— What to work on —
The answer should be each line from the entries below that has the word "Week" in it.

** Records provided follows **

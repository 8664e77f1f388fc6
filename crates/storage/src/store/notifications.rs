#![forbid(unsafe_code)]

use super::*;
use rusqlite::{OptionalExtension, Transaction, params};

pub(crate) const NOTIFICATION_COLUMNS: &str =
    "notifications.id, notifications.user_id, notifications.type, notifications.title, \
     notifications.message, notifications.entity_id, notifications.entity_type, \
     notifications.is_read, notifications.read_ms, notifications.created_ms";

pub(crate) fn map_notification(row: &rusqlite::Row<'_>) -> rusqlite::Result<NotificationRow> {
    Ok(NotificationRow {
        id: row.get(0)?,
        user_id: row.get(1)?,
        notif_type: row.get(2)?,
        title: row.get(3)?,
        message: row.get(4)?,
        entity_id: row.get(5)?,
        entity_type: row.get(6)?,
        is_read: row.get(7)?,
        read_ms: row.get(8)?,
        created_ms: row.get(9)?,
    })
}

impl SqliteStore {
    pub fn notify(&mut self, request: NewNotification) -> Result<NotificationRow, StoreError> {
        let now_ms = now_ms();
        let tx = self.conn.transaction()?;
        let row = insert_notification_tx(&tx, &request, now_ms)?;
        tx.commit()?;
        Ok(row)
    }

    pub fn notification_by_id(&self, id: &str) -> Result<Option<NotificationRow>, StoreError> {
        Ok(self
            .conn
            .query_row(
                &format!(
                    "SELECT {NOTIFICATION_COLUMNS} FROM notifications WHERE notifications.id = ?1"
                ),
                params![id],
                map_notification,
            )
            .optional()?)
    }

    pub fn list_notifications(
        &self,
        filter: &NotificationFilter,
    ) -> Result<(Vec<NotificationRow>, i64), StoreError> {
        let unread_sql = if filter.unread_only {
            " AND is_read = 0"
        } else {
            ""
        };

        let total: i64 = self.conn.query_row(
            &format!("SELECT COUNT(*) FROM notifications WHERE user_id = ?1{unread_sql}"),
            params![filter.user_id],
            |row| row.get(0),
        )?;

        let sql = format!(
            "SELECT {NOTIFICATION_COLUMNS} FROM notifications \
             WHERE user_id = ?1{unread_sql} \
             ORDER BY created_ms DESC, id DESC LIMIT ?2 OFFSET ?3"
        );
        let mut stmt = self.conn.prepare(&sql)?;
        let rows = stmt.query_map(
            params![filter.user_id, filter.limit as i64, filter.offset as i64],
            map_notification,
        )?;
        let notifications = rows.collect::<Result<Vec<_>, _>>()?;
        Ok((notifications, total))
    }

    pub fn unread_count(&self, user_id: &str) -> Result<i64, StoreError> {
        Ok(self.conn.query_row(
            "SELECT COUNT(*) FROM notifications WHERE user_id = ?1 AND is_read = 0",
            params![user_id],
            |row| row.get(0),
        )?)
    }

    pub fn mark_notification_read(&mut self, id: &str) -> Result<NotificationRow, StoreError> {
        let now_ms = now_ms();
        let tx = self.conn.transaction()?;
        let current = tx
            .query_row(
                &format!(
                    "SELECT {NOTIFICATION_COLUMNS} FROM notifications WHERE notifications.id = ?1"
                ),
                params![id],
                map_notification,
            )
            .optional()?;
        let Some(current) = current else {
            return Err(StoreError::UnknownId);
        };
        tx.execute(
            "UPDATE notifications SET is_read = 1, read_ms = ?2 WHERE id = ?1",
            params![id, now_ms],
        )?;
        tx.commit()?;
        Ok(NotificationRow {
            is_read: true,
            read_ms: Some(now_ms),
            ..current
        })
    }

    /// Returns how many notifications flipped from unread to read.
    pub fn mark_all_notifications_read(&mut self, user_id: &str) -> Result<usize, StoreError> {
        let now_ms = now_ms();
        Ok(self.conn.execute(
            "UPDATE notifications SET is_read = 1, read_ms = ?2 \
             WHERE user_id = ?1 AND is_read = 0",
            params![user_id, now_ms],
        )?)
    }
}

pub(crate) fn insert_notification_tx(
    tx: &Transaction<'_>,
    request: &NewNotification,
    now_ms: i64,
) -> Result<NotificationRow, StoreError> {
    let id = next_id_tx(tx, "notification", "NTF")?;
    tx.execute(
        r#"
        INSERT INTO notifications(id, user_id, type, title, message, entity_id, entity_type, is_read, read_ms, created_ms)
        VALUES (?1, ?2, ?3, ?4, ?5, ?6, ?7, 0, NULL, ?8)
        "#,
        params![
            id,
            request.user_id,
            request.notif_type,
            request.title,
            request.message,
            request.entity_id,
            request.entity_type,
            now_ms
        ],
    )?;
    Ok(NotificationRow {
        id,
        user_id: request.user_id.clone(),
        notif_type: request.notif_type.clone(),
        title: request.title.clone(),
        message: request.message.clone(),
        entity_id: request.entity_id.clone(),
        entity_type: request.entity_type.clone(),
        is_read: false,
        read_ms: None,
        created_ms: now_ms,
    })
}
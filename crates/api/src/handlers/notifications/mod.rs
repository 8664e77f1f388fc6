#![forbid(unsafe_code)]

mod list;
mod read;
mod read_all;

pub(crate) use list::*;
pub(crate) use read::*;
pub(crate) use read_all::*;
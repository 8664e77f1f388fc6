#![forbid(unsafe_code)]

#[derive(Clone, Debug)]
pub struct NewUser {
    pub email: String,
    pub password_hash: String,
    pub first_name: String,
    pub last_name: String,
    pub phone: Option<String>,
    pub role: String,
}

#[derive(Clone, Debug)]
pub struct NewConsultantProfile {
    pub tjm: f64,
    pub specialization: String,
    pub skills: Vec<String>,
    pub experience_years: i64,
    pub biography: Option<String>,
}

#[derive(Clone, Debug, Default)]
pub struct ConsultantUpdate {
    pub tjm: Option<f64>,
    pub specialization: Option<String>,
    pub skills: Option<Vec<String>>,
    pub experience_years: Option<i64>,
    pub biography: Option<String>,
    pub is_available: Option<bool>,
    pub phone: Option<String>,
}

#[derive(Clone, Debug)]
pub struct ConsultantFilter {
    pub search: Option<String>,
    pub skill: Option<String>,
    pub available: Option<bool>,
    pub sort_by: ConsultantSort,
    pub sort_desc: bool,
    pub limit: usize,
    pub offset: usize,
}

#[derive(Clone, Copy, Debug, PartialEq, Eq)]
pub enum ConsultantSort {
    Reliability,
    Experience,
    Tjm,
    Name,
}

#[derive(Clone, Debug)]
pub struct NewProject {
    pub title: String,
    pub description: String,
    pub budget: f64,
    pub estimated_hours: f64,
    pub priority: String,
    pub start_ms: Option<i64>,
    pub end_ms: Option<i64>,
    pub deadline_ms: Option<i64>,
    pub client_name: Option<String>,
    pub client_email: Option<String>,
    pub client_phone: Option<String>,
    pub creator_id: String,
    pub manager_id: Option<String>,
}

#[derive(Clone, Debug, Default)]
pub struct ProjectUpdate {
    pub title: Option<String>,
    pub description: Option<String>,
    pub budget: Option<f64>,
    pub estimated_hours: Option<f64>,
    pub actual_hours: Option<f64>,
    pub status: Option<String>,
    pub priority: Option<String>,
    pub start_ms: Option<i64>,
    pub end_ms: Option<i64>,
    pub deadline_ms: Option<i64>,
    pub client_name: Option<String>,
    pub client_email: Option<String>,
    pub client_phone: Option<String>,
    pub manager_id: Option<String>,
}

/// `viewer` scopes the listing to projects the user created, manages or
/// works on; `None` lists everything (director view).
#[derive(Clone, Debug)]
pub struct ProjectFilter {
    pub viewer: Option<String>,
    pub status: Option<String>,
    pub search: Option<String>,
    pub limit: usize,
    pub offset: usize,
}

#[derive(Clone, Debug)]
pub struct NewTask {
    pub project_id: String,
    pub title: String,
    pub description: String,
    pub budget: f64,
    pub estimated_hours: f64,
    pub priority: String,
    pub deadline_ms: Option<i64>,
    pub assigned_user_id: Option<String>,
    pub parent_task_id: Option<String>,
}

#[derive(Clone, Debug)]
pub struct TaskFilter {
    pub viewer: Option<String>,
    pub search: Option<String>,
    pub status: Option<String>,
    pub priority: Option<String>,
    pub project_id: Option<String>,
    pub assigned_user_id: Option<String>,
    pub sort_by: TaskSort,
    pub sort_desc: bool,
    pub limit: usize,
    pub offset: usize,
}

#[derive(Clone, Copy, Debug, PartialEq, Eq)]
pub enum TaskSort {
    CreatedAt,
    Deadline,
    Priority,
    Title,
}

#[derive(Clone, Debug)]
pub struct TaskAssignment {
    pub assigned_user_id: String,
    pub estimated_hours: Option<f64>,
    pub budget: Option<f64>,
}

#[derive(Clone, Debug)]
pub struct NewTransaction {
    pub tx_type: String,
    pub category: String,
    pub amount: f64,
    pub description: String,
    pub reference: Option<String>,
    pub project_id: Option<String>,
    pub consultant_id: Option<String>,
    pub is_paid: bool,
    pub due_ms: Option<i64>,
}

/// Bucket width of the finance timeline.
#[derive(Clone, Copy, Debug, PartialEq, Eq)]
pub enum PeriodGroup {
    Day,
    Week,
    Month,
}

impl PeriodGroup {
    /// strftime pattern producing the bucket label for this width.
    pub(crate) fn strftime_pattern(self) -> &'static str {
        match self {
            PeriodGroup::Day => "%Y-%m-%d",
            PeriodGroup::Week => "%Y-W%W",
            PeriodGroup::Month => "%Y-%m",
        }
    }
}

#[derive(Clone, Debug, Default)]
pub struct TransactionFilter {
    pub tx_type: Option<String>,
    pub category: Option<String>,
    pub project_id: Option<String>,
    pub consultant_id: Option<String>,
    pub min_ms: Option<i64>,
    pub max_ms: Option<i64>,
    pub is_paid: Option<bool>,
    pub limit: usize,
    pub offset: usize,
}

#[derive(Clone, Debug)]
pub struct NewNotification {
    pub user_id: String,
    pub notif_type: String,
    pub title: String,
    pub message: String,
    pub entity_id: Option<String>,
    pub entity_type: Option<String>,
}

#[derive(Clone, Debug)]
pub struct NotificationFilter {
    pub user_id: String,
    pub unread_only: bool,
    pub limit: usize,
    pub offset: usize,
}
#![forbid(unsafe_code)]

use super::*;
use rusqlite::types::Value as SqlValue;
use rusqlite::{OptionalExtension, Transaction, params, params_from_iter};

pub(crate) const TRANSACTION_COLUMNS: &str =
    "transactions.id, transactions.type, transactions.category, transactions.amount, \
     transactions.description, transactions.reference, transactions.project_id, \
     transactions.consultant_id, transactions.is_paid, transactions.due_ms, transactions.created_ms";

pub(crate) fn map_transaction(row: &rusqlite::Row<'_>) -> rusqlite::Result<TransactionRow> {
    Ok(TransactionRow {
        id: row.get(0)?,
        tx_type: row.get(1)?,
        category: row.get(2)?,
        amount: row.get(3)?,
        description: row.get(4)?,
        reference: row.get(5)?,
        project_id: row.get(6)?,
        consultant_id: row.get(7)?,
        is_paid: row.get(8)?,
        due_ms: row.get(9)?,
        created_ms: row.get(10)?,
    })
}

fn filter_clauses(
    filter: &TransactionFilter,
    include_type: bool,
) -> (Vec<String>, Vec<SqlValue>) {
    let mut clauses: Vec<String> = Vec::new();
    let mut args: Vec<SqlValue> = Vec::new();

    if include_type {
        if let Some(tx_type) = filter.tx_type.as_deref() {
            clauses.push("transactions.type = ?".to_string());
            args.push(SqlValue::from(tx_type.to_string()));
        }
    }
    if let Some(category) = filter.category.as_deref() {
        clauses.push("transactions.category = ?".to_string());
        args.push(SqlValue::from(category.to_string()));
    }
    if let Some(project_id) = filter.project_id.as_deref() {
        clauses.push("transactions.project_id = ?".to_string());
        args.push(SqlValue::from(project_id.to_string()));
    }
    if let Some(consultant_id) = filter.consultant_id.as_deref() {
        clauses.push("transactions.consultant_id = ?".to_string());
        args.push(SqlValue::from(consultant_id.to_string()));
    }
    if let Some(is_paid) = filter.is_paid {
        clauses.push("transactions.is_paid = ?".to_string());
        args.push(SqlValue::from(is_paid));
    }
    if let Some(min_ms) = filter.min_ms {
        clauses.push("transactions.created_ms >= ?".to_string());
        args.push(SqlValue::from(min_ms));
    }
    if let Some(max_ms) = filter.max_ms {
        clauses.push("transactions.created_ms <= ?".to_string());
        args.push(SqlValue::from(max_ms));
    }

    (clauses, args)
}

impl SqliteStore {
    pub fn create_transaction(
        &mut self,
        request: NewTransaction,
    ) -> Result<TransactionRow, StoreError> {
        let now_ms = now_ms();
        let tx = self.conn.transaction()?;
        let row = insert_transaction_tx(&tx, &request, now_ms)?;
        tx.commit()?;
        Ok(row)
    }

    pub fn transaction_by_id(&self, id: &str) -> Result<Option<TransactionRow>, StoreError> {
        Ok(self
            .conn
            .query_row(
                &format!("SELECT {TRANSACTION_COLUMNS} FROM transactions WHERE transactions.id = ?1"),
                params![id],
                map_transaction,
            )
            .optional()?)
    }

    pub fn list_transactions(
        &self,
        filter: &TransactionFilter,
    ) -> Result<(Vec<TransactionRow>, i64), StoreError> {
        let (clauses, args) = filter_clauses(filter, true);
        let where_sql = super::consultants::render_where(&clauses);

        let total: i64 = self.conn.query_row(
            &format!("SELECT COUNT(*) FROM transactions{where_sql}"),
            params_from_iter(args.iter()),
            |row| row.get(0),
        )?;

        let sql = format!(
            "SELECT {TRANSACTION_COLUMNS} FROM transactions{where_sql} \
             ORDER BY transactions.created_ms DESC, transactions.id DESC LIMIT ? OFFSET ?"
        );
        let mut page_args = args;
        page_args.push(SqlValue::from(filter.limit as i64));
        page_args.push(SqlValue::from(filter.offset as i64));

        let mut stmt = self.conn.prepare(&sql)?;
        let rows = stmt.query_map(params_from_iter(page_args.iter()), map_transaction)?;
        let transactions = rows.collect::<Result<Vec<_>, _>>()?;
        Ok((transactions, total))
    }

    pub fn transaction_summary(
        &self,
        filter: &TransactionFilter,
    ) -> Result<TransactionSummary, StoreError> {
        let (clauses, args) = filter_clauses(filter, true);
        let where_sql = super::consultants::render_where(&clauses);
        let (total_transactions, total_amount): (i64, f64) = self.conn.query_row(
            &format!(
                "SELECT COUNT(*), COALESCE(SUM(amount), 0) FROM transactions{where_sql}"
            ),
            params_from_iter(args.iter()),
            |row| Ok((row.get(0)?, row.get(1)?)),
        )?;

        let (clauses, args) = filter_clauses(filter, false);
        let where_sql = super::consultants::render_where(&clauses);
        let sides = self.conn.query_row(
            &format!(
                "SELECT COALESCE(SUM(CASE WHEN type = 'ENTREE' THEN amount ELSE 0 END), 0), \
                        COALESCE(SUM(CASE WHEN type = 'ENTREE' THEN 1 ELSE 0 END), 0), \
                        COALESCE(SUM(CASE WHEN type = 'SORTIE' THEN amount ELSE 0 END), 0), \
                        COALESCE(SUM(CASE WHEN type = 'SORTIE' THEN 1 ELSE 0 END), 0) \
                 FROM transactions{where_sql}"
            ),
            params_from_iter(args.iter()),
            |row| {
                Ok((
                    row.get::<_, f64>(0)?,
                    row.get::<_, i64>(1)?,
                    row.get::<_, f64>(2)?,
                    row.get::<_, i64>(3)?,
                ))
            },
        )?;

        Ok(TransactionSummary {
            total_transactions,
            total_amount,
            total_entrees: sides.0,
            entrees_count: sides.1,
            total_sorties: sides.2,
            sorties_count: sides.3,
        })
    }

    pub fn category_breakdown(
        &self,
        min_ms: Option<i64>,
    ) -> Result<Vec<CategoryBreakdown>, StoreError> {
        let (where_sql, args) = created_since(min_ms);
        let sql = format!(
            "SELECT category, type, COALESCE(SUM(amount), 0), COUNT(*) \
             FROM transactions{where_sql} GROUP BY category, type ORDER BY category, type"
        );
        let mut stmt = self.conn.prepare(&sql)?;
        let rows = stmt.query_map(params_from_iter(args.iter()), |row| {
            Ok(CategoryBreakdown {
                category: row.get(0)?,
                tx_type: row.get(1)?,
                amount: row.get(2)?,
                count: row.get(3)?,
            })
        })?;
        Ok(rows.collect::<Result<Vec<_>, _>>()?)
    }

    /// Projects ranked by booked amount. Titles resolve through a left
    /// join so entries survive a removed project.
    pub fn top_projects(
        &self,
        min_ms: Option<i64>,
        limit: usize,
    ) -> Result<Vec<CounterpartyTotal>, StoreError> {
        let (mut where_sql, mut args) = created_since(min_ms);
        if where_sql.is_empty() {
            where_sql = " WHERE transactions.project_id IS NOT NULL".to_string();
        } else {
            where_sql.push_str(" AND transactions.project_id IS NOT NULL");
        }
        let sql = format!(
            "SELECT transactions.project_id, projects.title, COALESCE(SUM(transactions.amount), 0), COUNT(*) \
             FROM transactions LEFT JOIN projects ON projects.id = transactions.project_id{where_sql} \
             GROUP BY transactions.project_id ORDER BY SUM(transactions.amount) DESC LIMIT ?"
        );
        args.push(SqlValue::from(limit as i64));
        let mut stmt = self.conn.prepare(&sql)?;
        let rows = stmt.query_map(params_from_iter(args.iter()), |row| {
            Ok(CounterpartyTotal {
                id: row.get(0)?,
                label: row.get(1)?,
                amount: row.get(2)?,
                count: row.get(3)?,
            })
        })?;
        Ok(rows.collect::<Result<Vec<_>, _>>()?)
    }

    pub fn top_consultants(
        &self,
        min_ms: Option<i64>,
        limit: usize,
    ) -> Result<Vec<CounterpartyTotal>, StoreError> {
        let (mut where_sql, mut args) = created_since(min_ms);
        if where_sql.is_empty() {
            where_sql = " WHERE transactions.consultant_id IS NOT NULL".to_string();
        } else {
            where_sql.push_str(" AND transactions.consultant_id IS NOT NULL");
        }
        let sql = format!(
            "SELECT transactions.consultant_id, users.first_name || ' ' || users.last_name, \
                    COALESCE(SUM(transactions.amount), 0), COUNT(*) \
             FROM transactions \
             LEFT JOIN consultants ON consultants.id = transactions.consultant_id \
             LEFT JOIN users ON users.id = consultants.user_id{where_sql} \
             GROUP BY transactions.consultant_id ORDER BY SUM(transactions.amount) DESC LIMIT ?"
        );
        args.push(SqlValue::from(limit as i64));
        let mut stmt = self.conn.prepare(&sql)?;
        let rows = stmt.query_map(params_from_iter(args.iter()), |row| {
            Ok(CounterpartyTotal {
                id: row.get(0)?,
                label: row.get(1)?,
                amount: row.get(2)?,
                count: row.get(3)?,
            })
        })?;
        Ok(rows.collect::<Result<Vec<_>, _>>()?)
    }

    /// Per-period in and out totals over the trailing `periods` buckets,
    /// oldest first. Labels come from the same strftime pattern that
    /// groups the rows, so buckets and labels always line up.
    pub fn transaction_timeline(
        &self,
        group: PeriodGroup,
        periods: usize,
    ) -> Result<Vec<PeriodBucket>, StoreError> {
        let pattern = group.strftime_pattern();

        let mut buckets: Vec<PeriodBucket> = Vec::with_capacity(periods);
        for back in (0..periods).rev() {
            let label: String = match group {
                PeriodGroup::Day => self.conn.query_row(
                    "SELECT strftime(?1, 'now', ?2)",
                    params![pattern, format!("-{back} days")],
                    |row| row.get(0),
                )?,
                PeriodGroup::Week => self.conn.query_row(
                    "SELECT strftime(?1, 'now', ?2)",
                    params![pattern, format!("-{} days", back * 7)],
                    |row| row.get(0),
                )?,
                PeriodGroup::Month => self.conn.query_row(
                    "SELECT strftime(?1, 'now', 'start of month', ?2)",
                    params![pattern, format!("-{back} months")],
                    |row| row.get(0),
                )?,
            };
            buckets.push(PeriodBucket {
                period: label,
                entrees: 0.0,
                sorties: 0.0,
            });
        }

        let sql = format!(
            "SELECT strftime('{pattern}', created_ms / 1000, 'unixepoch') AS bucket, \
                    COALESCE(SUM(CASE WHEN type = 'ENTREE' THEN amount ELSE 0 END), 0), \
                    COALESCE(SUM(CASE WHEN type = 'SORTIE' THEN amount ELSE 0 END), 0) \
             FROM transactions GROUP BY bucket"
        );
        let mut stmt = self.conn.prepare(&sql)?;
        let rows = stmt
            .query_map([], |row| {
                Ok((
                    row.get::<_, String>(0)?,
                    row.get::<_, f64>(1)?,
                    row.get::<_, f64>(2)?,
                ))
            })?
            .collect::<Result<Vec<_>, _>>()?;
        for (label, entrees, sorties) in rows {
            if let Some(bucket) = buckets.iter_mut().find(|b| b.period == label) {
                bucket.entrees = entrees;
                bucket.sorties = sorties;
            }
        }

        Ok(buckets)
    }

    /// Returns the row plus whether it was already settled; only the
    /// first call flips the flag.
    pub fn mark_transaction_paid(
        &mut self,
        id: &str,
    ) -> Result<(TransactionRow, bool), StoreError> {
        let tx = self.conn.transaction()?;
        let current = tx
            .query_row(
                &format!("SELECT {TRANSACTION_COLUMNS} FROM transactions WHERE transactions.id = ?1"),
                params![id],
                map_transaction,
            )
            .optional()?;
        let Some(current) = current else {
            return Err(StoreError::UnknownId);
        };
        if current.is_paid {
            return Ok((current, true));
        }
        tx.execute(
            "UPDATE transactions SET is_paid = 1 WHERE id = ?1",
            params![id],
        )?;
        tx.commit()?;
        Ok((
            TransactionRow {
                is_paid: true,
                ..current
            },
            false,
        ))
    }
}

pub(crate) fn insert_transaction_tx(
    tx: &Transaction<'_>,
    request: &NewTransaction,
    now_ms: i64,
) -> Result<TransactionRow, StoreError> {
    let id = next_id_tx(tx, "transaction", "TRX")?;
    tx.execute(
        r#"
        INSERT INTO transactions(id, type, category, amount, description, reference, project_id, consultant_id, is_paid, due_ms, created_ms)
        VALUES (?1, ?2, ?3, ?4, ?5, ?6, ?7, ?8, ?9, ?10, ?11)
        "#,
        params![
            id,
            request.tx_type,
            request.category,
            request.amount,
            request.description,
            request.reference,
            request.project_id,
            request.consultant_id,
            request.is_paid,
            request.due_ms,
            now_ms
        ],
    )?;
    Ok(TransactionRow {
        id,
        tx_type: request.tx_type.clone(),
        category: request.category.clone(),
        amount: request.amount,
        description: request.description.clone(),
        reference: request.reference.clone(),
        project_id: request.project_id.clone(),
        consultant_id: request.consultant_id.clone(),
        is_paid: request.is_paid,
        due_ms: request.due_ms,
        created_ms: now_ms,
    })
}

fn created_since(min_ms: Option<i64>) -> (String, Vec<SqlValue>) {
    match min_ms {
        Some(min_ms) => (
            " WHERE transactions.created_ms >= ?".to_string(),
            vec![SqlValue::from(min_ms)],
        ),
        None => (String::new(), Vec::new()),
    }
}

** End of Records provided **

— Output —
    Week,
            PeriodGroup::Week => "%Y-W%W",
                PeriodGroup::Week => self.conn.query_row(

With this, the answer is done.